We didn't have to pay $75,000 to hear members of the lunatic fringe-we could hear them on the radio for free-nativists like Father Coughlin and America Firsters like Charles Lindbergh. We got a bellyful of that kind of hokum, believe us, children-and we knew nonsense when we heard it.

Woody Guthrie put it as simply as possible when he heard it: You say "America first, but you mean America next."

You want to see a woman with real guts and determination and courage to face the future head on? Don't look to Sarah Palin. And you want to see a man with real wisdom and compassion and the courage of his convictions? Don't look to Rand Paul. Look to your own symbols of resilience and grace in the face of adversity-look to Ma Joad, and Tom Joad and Preacher Casy. Look to that desperate woman clinging to her children without losing her humanity in Dorothea Lange's photograph. We knew that woman, and Sarah Palin couldn't hold a candle to her.

And look to the songs of Woody Guthrie, who stood up not only for us, your own flesh and blood, but for the Mexican workers too, in his song Deportees, where he said,

Some of us are illegal

and others not wanted

Our work contract's out and we have to move on

Six hundred miles to that Mexican border

They chase us like rustlers, like outlaws, like thieves

...Is this the best way we can raise our good orchards?

Is this the best way we can grow our good crops?

To die and be scattered or rot on the top soil

And be known by no names except deportees?

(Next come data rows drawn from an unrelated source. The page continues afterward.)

//! Resource store
//!
//! Resources are recorded as JSON in `resources.json`, next to the
//! configuration file. Mutations go through a [`StoreSession`]: the file is
//! loaded once, every change is applied in memory, and `commit` writes the
//! result back. A dry run is a session that is never committed, so each
//! object sees the effect of the objects before it exactly as a real run
//! would.

use std::path::PathBuf;
use std::sync::Arc;

use jiff::Timestamp;
use serde::{Deserialize, Serialize};
use serde_json::Value;

use crate::config::ConfigManager;
use crate::error::{Error, Result};
use crate::resource::ResourceRef;
use crate::traits::{ObjectTyper, UnstructuredTyper};

/// Name of the store file inside the configuration directory
const STORE_FILE: &str = "resources.json";

/// A resource as recorded in the store
#[derive(Debug, Clone, Serialize, Deserialize)]
pub struct StoredResource {
    /// Identity of the resource
    #[serde(flatten)]
    pub reference: ResourceRef,

    /// When the resource was first recorded
    pub created_at: Timestamp,

    /// The manifest as last written
    pub object: Value,
}

#[derive(Debug, Default, Serialize, Deserialize)]
struct StoreFile {
    #[serde(default)]
    resources: Vec<StoredResource>,
}

/// Result of applying a manifest
#[derive(Debug, Clone, Copy, PartialEq, Eq)]
pub enum ApplyOutcome {
    /// The resource did not exist and was recorded
    Created,
    /// The resource existed and its manifest was replaced
    Configured,
    /// The resource existed with an identical manifest
    Unchanged,
}

impl ApplyOutcome {
    /// Past-tense verb describing the outcome
    pub const fn verb(self) -> &'static str {
        match self {
            Self::Created => "created",
            Self::Configured => "configured",
            Self::Unchanged => "unchanged",
        }
    }
}

/// Manager for stored resources
pub struct ResourceStore {
    path: PathBuf,
    typer: Arc<dyn ObjectTyper>,
}

impl ResourceStore {
    /// Create a store living next to the given configuration file
    pub fn with_config_manager(config_manager: &ConfigManager) -> Self {
        Self {
            path: config_manager.config_dir().join(STORE_FILE),
            typer: Arc::new(UnstructuredTyper),
        }
    }

    /// Create a store using the default config location
    pub fn new() -> Result<Self> {
        Ok(Self::with_config_manager(&ConfigManager::new()?))
    }

    /// Replace the typer used to resolve manifests
    pub fn with_typer(mut self, typer: Arc<dyn ObjectTyper>) -> Self {
        self.typer = typer;
        self
    }

    /// Path of the store file
    pub fn path(&self) -> &PathBuf {
        &self.path
    }

    /// List all stored resources in insertion order
    pub fn list(&self) -> Result<Vec<StoredResource>> {
        Ok(self.load()?.resources)
    }

    /// Load the store for a batch of mutations
    pub fn session(&self) -> Result<StoreSession<'_>> {
        Ok(StoreSession {
            store: self,
            file: self.load()?,
            dirty: false,
        })
    }

    fn load(&self) -> Result<StoreFile> {
        if !self.path.exists() {
            return Ok(StoreFile::default());
        }
        let content = std::fs::read_to_string(&self.path)?;
        Ok(serde_json::from_str(&content)?)
    }

    fn save(&self, file: &StoreFile) -> Result<()> {
        if let Some(parent) = self.path.parent() {
            std::fs::create_dir_all(parent)?;
        }
        let content = serde_json::to_string_pretty(file)?;
        std::fs::write(&self.path, content)?;
        Ok(())
    }
}

/// In-memory view of the store, written back by [`commit`](Self::commit)
pub struct StoreSession<'a> {
    store: &'a ResourceStore,
    file: StoreFile,
    dirty: bool,
}

impl StoreSession<'_> {
    /// Resources as they stand in this session
    pub fn resources(&self) -> &[StoredResource] {
        &self.file.resources
    }

    /// Record a new resource
    ///
    /// Fails with `Error::AlreadyExists` if the resource is already recorded.
    pub fn create(&mut self, obj: &Value) -> Result<ResourceRef> {
        let reference = self.resolve(obj)?;

        if self.position(&reference).is_some() {
            return Err(Error::AlreadyExists(reference.to_string()));
        }

        self.file.resources.push(StoredResource {
            reference: reference.clone(),
            created_at: Timestamp::now(),
            object: obj.clone(),
        });
        self.dirty = true;

        tracing::debug!(resource = %reference, "created resource");
        Ok(reference)
    }

    /// Record a resource, creating it or replacing its manifest
    pub fn apply(&mut self, obj: &Value) -> Result<(ResourceRef, ApplyOutcome)> {
        let reference = self.resolve(obj)?;

        let outcome = match self.position(&reference) {
            Some(index) if self.file.resources[index].object == *obj => ApplyOutcome::Unchanged,
            Some(index) => {
                self.file.resources[index].object = obj.clone();
                ApplyOutcome::Configured
            }
            None => {
                self.file.resources.push(StoredResource {
                    reference: reference.clone(),
                    created_at: Timestamp::now(),
                    object: obj.clone(),
                });
                ApplyOutcome::Created
            }
        };

        if outcome != ApplyOutcome::Unchanged {
            self.dirty = true;
        }
        tracing::debug!(resource = %reference, outcome = outcome.verb(), "applied resource");
        Ok((reference, outcome))
    }

    /// Remove a resource, returning what was stored
    pub fn delete(&mut self, reference: &ResourceRef) -> Result<StoredResource> {
        let index = self
            .position(reference)
            .ok_or_else(|| Error::NotFound(reference.to_string()))?;

        let removed = self.file.resources.remove(index);
        self.dirty = true;

        tracing::debug!(resource = %removed.reference, "deleted resource");
        Ok(removed)
    }

    /// Write the session back to disk if anything changed
    pub fn commit(self) -> Result<()> {
        if self.dirty {
            self.store.save(&self.file)?;
        }
        Ok(())
    }

    fn position(&self, reference: &ResourceRef) -> Option<usize> {
        self.file
            .resources
            .iter()
            .position(|r| r.reference.matches(reference))
    }

    fn resolve(&self, obj: &Value) -> Result<ResourceRef> {
        let reference = self.store.typer.resolve(obj)?;
        if reference.kind().is_empty() {
            return Err(Error::Decode(format!(
                "missing kind for resource with name {}",
                reference.name
            )));
        }
        Ok(reference)
    }
}

#[cfg(test)]
mod tests {
    use super::*;
    use crate::traits::MockObjectTyper;
    use serde_json::json;
    use tempfile::TempDir;

    fn temp_store() -> (ResourceStore, TempDir) {
        let temp_dir = TempDir::new().unwrap();
        let config_manager = ConfigManager::with_path(temp_dir.path().join("config.toml"));
        (ResourceStore::with_config_manager(&config_manager), temp_dir)
    }

    fn pod(name: &str) -> Value {
        json!({"apiVersion": "v1", "kind": "Pod", "metadata": {"name": name}})
    }

    #[test]
    fn test_store_lives_next_to_config() {
        let (store, temp_dir) = temp_store();
        assert_eq!(store.path(), &temp_dir.path().join("resources.json"));
    }

    #[test]
    fn test_create_and_commit() {
        let (store, _temp_dir) = temp_store();

        let mut session = store.session().unwrap();
        let reference = session.create(&pod("foo")).unwrap();
        assert_eq!(reference.to_string(), "pod/foo");
        session.commit().unwrap();

        let stored = store.list().unwrap();
        assert_eq!(stored.len(), 1);
        assert_eq!(stored[0].object, pod("foo"));
    }

    #[test]
    fn test_create_twice_conflicts() {
        let (store, _temp_dir) = temp_store();

        let mut session = store.session().unwrap();
        session.create(&pod("foo")).unwrap();
        let result = session.create(&pod("foo"));
        assert!(matches!(result.unwrap_err(), Error::AlreadyExists(_)));
    }

    #[test]
    fn test_create_conflicts_with_committed_resource() {
        let (store, _temp_dir) = temp_store();

        let mut session = store.session().unwrap();
        session.create(&pod("foo")).unwrap();
        session.commit().unwrap();

        let mut session = store.session().unwrap();
        let result = session.create(&pod("foo"));
        assert!(matches!(result.unwrap_err(), Error::AlreadyExists(_)));
    }

    #[test]
    fn test_uncommitted_session_does_not_persist() {
        let (store, _temp_dir) = temp_store();

        let mut session = store.session().unwrap();
        session.create(&pod("foo")).unwrap();
        assert_eq!(session.resources().len(), 1);
        drop(session);

        assert!(store.list().unwrap().is_empty());
        assert!(!store.path().exists());
    }

    #[test]
    fn test_create_requires_kind() {
        let (store, _temp_dir) = temp_store();

        let mut session = store.session().unwrap();
        let result = session.create(&json!({"apiVersion": "v1", "metadata": {"name": "x"}}));
        assert!(matches!(result.unwrap_err(), Error::Decode(_)));
    }

    #[test]
    fn test_apply_outcomes() {
        let (store, _temp_dir) = temp_store();
        let mut session = store.session().unwrap();

        let (_, outcome) = session.apply(&pod("foo")).unwrap();
        assert_eq!(outcome, ApplyOutcome::Created);

        let (_, outcome) = session.apply(&pod("foo")).unwrap();
        assert_eq!(outcome, ApplyOutcome::Unchanged);

        let mut changed = pod("foo");
        changed["spec"] = json!({"image": "nginx"});
        let (_, outcome) = session.apply(&changed).unwrap();
        assert_eq!(outcome, ApplyOutcome::Configured);
        session.commit().unwrap();

        let stored = store.list().unwrap();
        assert_eq!(stored.len(), 1);
        assert_eq!(stored[0].object, changed);
    }

    #[test]
    fn test_unchanged_apply_does_not_write() {
        let (store, _temp_dir) = temp_store();

        let mut session = store.session().unwrap();
        session.apply(&pod("foo")).unwrap();
        session.commit().unwrap();
        std::fs::remove_file(store.path()).unwrap();

        let mut session = store.session().unwrap();
        session.apply(&pod("foo")).unwrap();
        session.commit().unwrap();
        assert!(!store.path().exists());
    }

    #[test]
    fn test_delete() {
        let (store, _temp_dir) = temp_store();

        let mut session = store.session().unwrap();
        session.create(&pod("foo")).unwrap();
        let removed = session.delete(&ResourceRef::new("Pod", "", "foo")).unwrap();
        assert_eq!(removed.reference.name, "foo");
        session.commit().unwrap();

        assert!(store.list().unwrap().is_empty());
    }

    #[test]
    fn test_delete_twice_in_one_session() {
        let (store, _temp_dir) = temp_store();

        let mut session = store.session().unwrap();
        session.create(&pod("foo")).unwrap();
        session.commit().unwrap();

        let mut session = store.session().unwrap();
        let reference = ResourceRef::new("pod", "", "foo");
        session.delete(&reference).unwrap();
        let result = session.delete(&reference);
        assert!(matches!(result.unwrap_err(), Error::NotFound(_)));
    }

    #[test]
    fn test_delete_not_found() {
        let (store, _temp_dir) = temp_store();

        let mut session = store.session().unwrap();
        let result = session.delete(&ResourceRef::new("pod", "", "missing"));
        assert!(matches!(result.unwrap_err(), Error::NotFound(_)));
    }

    #[test]
    fn test_injected_typer() {
        let (store, _temp_dir) = temp_store();
        let mut typer = MockObjectTyper::new();
        typer
            .expect_resolve()
            .returning(|_| Ok(ResourceRef::new("Widget", "example.io", "w1")));
        let store = store.with_typer(Arc::new(typer));

        let mut session = store.session().unwrap();
        let reference = session.create(&json!({})).unwrap();
        assert_eq!(reference.to_string(), "widget.example.io/w1");
    }

    #[test]
    fn test_apply_outcome_verbs() {
        assert_eq!(ApplyOutcome::Created.verb(), "created");
        assert_eq!(ApplyOutcome::Configured.verb(), "configured");
        assert_eq!(ApplyOutcome::Unchanged.verb(), "unchanged");
    }
}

These were artists of real vision, who saw the common thread in humanity, not what divides us, but what unites us-not what keeps us apart, but what against all odds should hold us together. You want to hold onto something-hold onto that. You didn't grow up on Division Street, and you don't need to defend it now. We raised you better than that.

Remember what your Ma once said? We're the people, Tom; that's what makes us tough. Rich fellas come up an' they die an' their kids ain't no good, an' they die out. But we keep a-comin'. We're the people that live. They can't wipe us out. They can't lick us. And we'll go on forever, Tom... 'cause... we're the people.

You want populism, don't look to rogue politicians, so-called mavericks who preen themselves by appealing to the lowest common denominator, the fear-mongers, war-mongers and yes, hate-mongers among us who liken themselves to pit bulls; look to those who, like the Okies of Steinbeck's and Guthrie's and Lange's generation, believed in the power of government to reach down and help the least among us, for as a very wise man once said, that is how as a society we shall be judged.

Even Ronald Reagan accepted that, for as Sarah Palin would know if she had read even one biography of him, before he became a Republican, he was a New Deal Democrat. Eureka!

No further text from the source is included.